### TASK OBJECTIVE
When you reach the line containing "tracing::warn!(link_id = %link_id, error" in the data below, reproduce it and every line that follows, exactly and without additions.

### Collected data
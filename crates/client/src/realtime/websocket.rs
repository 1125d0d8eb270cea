//! WebSocket transport
//!
//! Preferred transport. Each text message carries one JSON [`WireFrame`].

use async_trait::async_trait;
use futures::{SinkExt, StreamExt};
use tokio_tungstenite::{connect_async, tungstenite::Message};
use url::Url;

use super::events::WireFrame;
use super::transport::{Link, LinkPeer, Transport, TransportKind};
use crate::error::TransportError;

/// Low-latency bidirectional transport over `ws://` / `wss://`
#[derive(Debug, Clone, Default)]
pub struct WebSocketTransport;

impl WebSocketTransport {
    pub fn new() -> Self {
        Self
    }
}

/// Rewrite the endpoint to a websocket scheme and attach the bearer token
pub(crate) fn websocket_url(endpoint: &Url, token: Option<&str>) -> Result<Url, TransportError> {
    let mut url = endpoint.clone();
    let scheme = match endpoint.scheme() {
        "ws" | "http" => "ws",
        "wss" | "https" => "wss",
        other => {
            return Err(TransportError::InvalidEndpoint(format!(
                "unsupported scheme {}",
                other
            )))
        }
    };
    url.set_scheme(scheme)
        .map_err(|_| TransportError::InvalidEndpoint(endpoint.to_string()))?;
    if let Some(token) = token {
        url.query_pairs_mut().append_pair("token", token);
    }
    Ok(url)
}

#[async_trait]
impl Transport for WebSocketTransport {
    fn kind(&self) -> TransportKind {
        TransportKind::WebSocket
    }

    async fn open(&self, endpoint: &Url, token: Option<&str>) -> Result<Link, TransportError> {
        let url = websocket_url(endpoint, token)?;
        let (socket, _response) =
            connect_async(url.as_str())
                .await
                .map_err(|e| TransportError::Handshake {
                    kind: TransportKind::WebSocket,
                    message: e.to_string(),
                })?;

        let (mut sink, mut stream) = socket.split();
        let (link, peer) = Link::pair(TransportKind::WebSocket);
        let LinkPeer {
            to_client,
            mut from_client,
        } = peer;
        let link_id = link.id;

        // Writer: ends when the client drops its side of the link
        tokio::spawn(async move {
            while let Some(frame) = from_client.recv().await {
                match frame.to_text() {
                    Ok(text) => {
                        if sink.send(Message::Text(text)).await.is_err() {
                            break; // Connection closed
                        }
                    }
                    Err(e) => {
                        tracing::error!(error = ?e, event = %frame.event, "Failed to serialize frame");
                    }
                }
            }
            let _ = sink.close().await;
            tracing::debug!(link_id = %link_id, "WebSocket writer finished");
        });

        // Reader: dropping `to_client` tells the connection manager the link is gone
        tokio::spawn(async move {
            while let Some(message) = stream.next().await {
                match message {
                    Ok(Message::Text(text)) => match WireFrame::from_text(&text) {
                        Ok(frame) => {
                            if to_client.send(frame).is_err() {
                                break;
                            }
                        }
                        Err(e) => {
                            tracing::warn!(
                                link_id = %link_id,
                                error = %e,
                                "Dropping malformed frame"
                            );
                        }
                    },
                    Ok(Message::Close(_)) => {
                        tracing::info!(link_id = %link_id, "WebSocket close frame received");
                        break;
                    }
                    Ok(_) => {} // Ping/pong handled by tungstenite, binary ignored
                    Err(e) => {
                        tracing::warn!(link_id = %link_id, error = %e, "WebSocket read failed");
                        break;
                    }
                }
            }
            tracing::debug!(link_id = %link_id, "WebSocket reader finished");
        });

        tracing::info!(link_id = %link_id, endpoint = %endpoint, "WebSocket link opened");
        Ok(link)
    }
}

### ANSWER FOR THE TASK
                        tracing::warn!(link_id = %link_id, error = %e, "WebSocket read failed");
                        break;
                    }
                }
            }
            tracing::debug!(link_id = %link_id, "WebSocket reader finished");
        });

        tracing::info!(link_id = %link_id, endpoint = %endpoint, "WebSocket link opened");
        Ok(link)
    }
}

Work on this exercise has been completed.